### Data records

====

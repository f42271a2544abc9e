use std::thread;
use std::time::Duration;

use anyhow::{Context, Result};
use serde::Deserialize;

use super::LyricProvider;
use crate::config::LyricsConfig;

/// LRCLIB `/api/get` response (partial, we only need plain lyrics).
#[derive(Debug, Deserialize)]
#[serde(rename_all = "camelCase")]
struct LrclibTrack {
    #[serde(default)]
    instrumental: bool,
    plain_lyrics: Option<String>,
}

impl LrclibTrack {
    fn into_lyrics(self) -> Option<String> {
        if self.instrumental {
            return None;
        }
        self.plain_lyrics.filter(|l| !l.trim().is_empty())
    }
}

/// Blocking LRCLIB client.
pub struct LrclibClient {
    agent: ureq::Agent,
    config: LyricsConfig,
}

impl LrclibClient {
    pub fn new(config: LyricsConfig) -> Self {
        let agent: ureq::Agent = ureq::Agent::config_builder()
            .timeout_global(Some(Duration::from_secs(config.timeout_secs)))
            .user_agent(concat!("moodswing/", env!("CARGO_PKG_VERSION")))
            .build()
            .into();
        Self { agent, config }
    }

    /// Look up lyrics for one track. `Ok(None)` when the API has none.
    pub fn lookup(&self, artist: &str, track: &str) -> Result<Option<String>> {
        let url = format!("{}/api/get", self.config.base_url.trim_end_matches('/'));
        log::debug!("Fetching {url} for {artist} - {track}");

        let response = self
            .agent
            .get(&url)
            .query("artist_name", artist)
            .query("track_name", track)
            .call();

        let track_info: LrclibTrack = match response {
            Ok(mut resp) => resp
                .body_mut()
                .read_json()
                .with_context(|| format!("Failed to parse lyrics for {artist} - {track}"))?,
            Err(ureq::Error::StatusCode(404)) => return Ok(None),
            Err(e) => {
                return Err(e).with_context(|| format!("HTTP request failed for {artist} - {track}"));
            }
        };

        Ok(track_info.into_lyrics())
    }
}

impl LyricProvider for LrclibClient {
    fn fetch_lyrics(&self, queries: &[(String, String)]) -> Vec<String> {
        collect_lyrics(queries, &self.config, |artist, track| self.lookup(artist, track))
    }
}

/// Run `lookup` over each (artist, track) query in order, keeping the hits.
/// Failed lookups are logged and skipped.
fn collect_lyrics<F>(
    queries: &[(String, String)],
    config: &LyricsConfig,
    mut lookup: F,
) -> Vec<String>
where
    F: FnMut(&str, &str) -> Result<Option<String>>,
{
    let mut lyrics = Vec::new();

    for (i, (artist, track)) in queries.iter().enumerate() {
        if i > 0 && config.rate_limit_ms > 0 {
            thread::sleep(Duration::from_millis(config.rate_limit_ms));
        }

        match lookup(artist, track) {
            Ok(Some(text)) => {
                log::info!("Found lyrics for {artist} - {track}");
                lyrics.push(text);
            }
            Ok(None) => log::info!("No lyrics for {artist} - {track}"),
            Err(e) => log::warn!("Lyric lookup failed: {e:#}"),
        }

        if config.stop_after_first && !lyrics.is_empty() {
            log::debug!("Stopping after first lyrics found");
            break;
        }
    }

    lyrics
}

====

### PROBLEM TO SOLVE
Exactly how many lines of the records above contain "Duration"? Please state only the number.

### RESULT
3